··· Given data ···

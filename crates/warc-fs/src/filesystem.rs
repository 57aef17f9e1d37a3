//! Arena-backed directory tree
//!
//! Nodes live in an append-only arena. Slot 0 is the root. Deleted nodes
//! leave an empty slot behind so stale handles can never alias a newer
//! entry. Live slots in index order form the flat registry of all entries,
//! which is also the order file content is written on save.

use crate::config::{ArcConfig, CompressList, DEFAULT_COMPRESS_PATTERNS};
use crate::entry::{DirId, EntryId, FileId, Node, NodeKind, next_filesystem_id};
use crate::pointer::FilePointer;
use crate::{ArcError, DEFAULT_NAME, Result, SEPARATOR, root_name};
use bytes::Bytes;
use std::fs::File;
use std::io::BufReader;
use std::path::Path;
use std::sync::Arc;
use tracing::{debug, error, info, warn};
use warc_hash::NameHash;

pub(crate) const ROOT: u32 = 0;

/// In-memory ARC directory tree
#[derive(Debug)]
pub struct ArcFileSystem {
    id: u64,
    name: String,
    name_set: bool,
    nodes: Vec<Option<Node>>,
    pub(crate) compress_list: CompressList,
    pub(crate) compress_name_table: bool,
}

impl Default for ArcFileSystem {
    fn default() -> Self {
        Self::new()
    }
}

···

Search the entries above for lines containing the word "CompressList", and copy each one.

use crate::config::{ArcConfig, CompressList, DEFAULT_COMPRESS_PATTERNS};
    pub(crate) compress_list: CompressList,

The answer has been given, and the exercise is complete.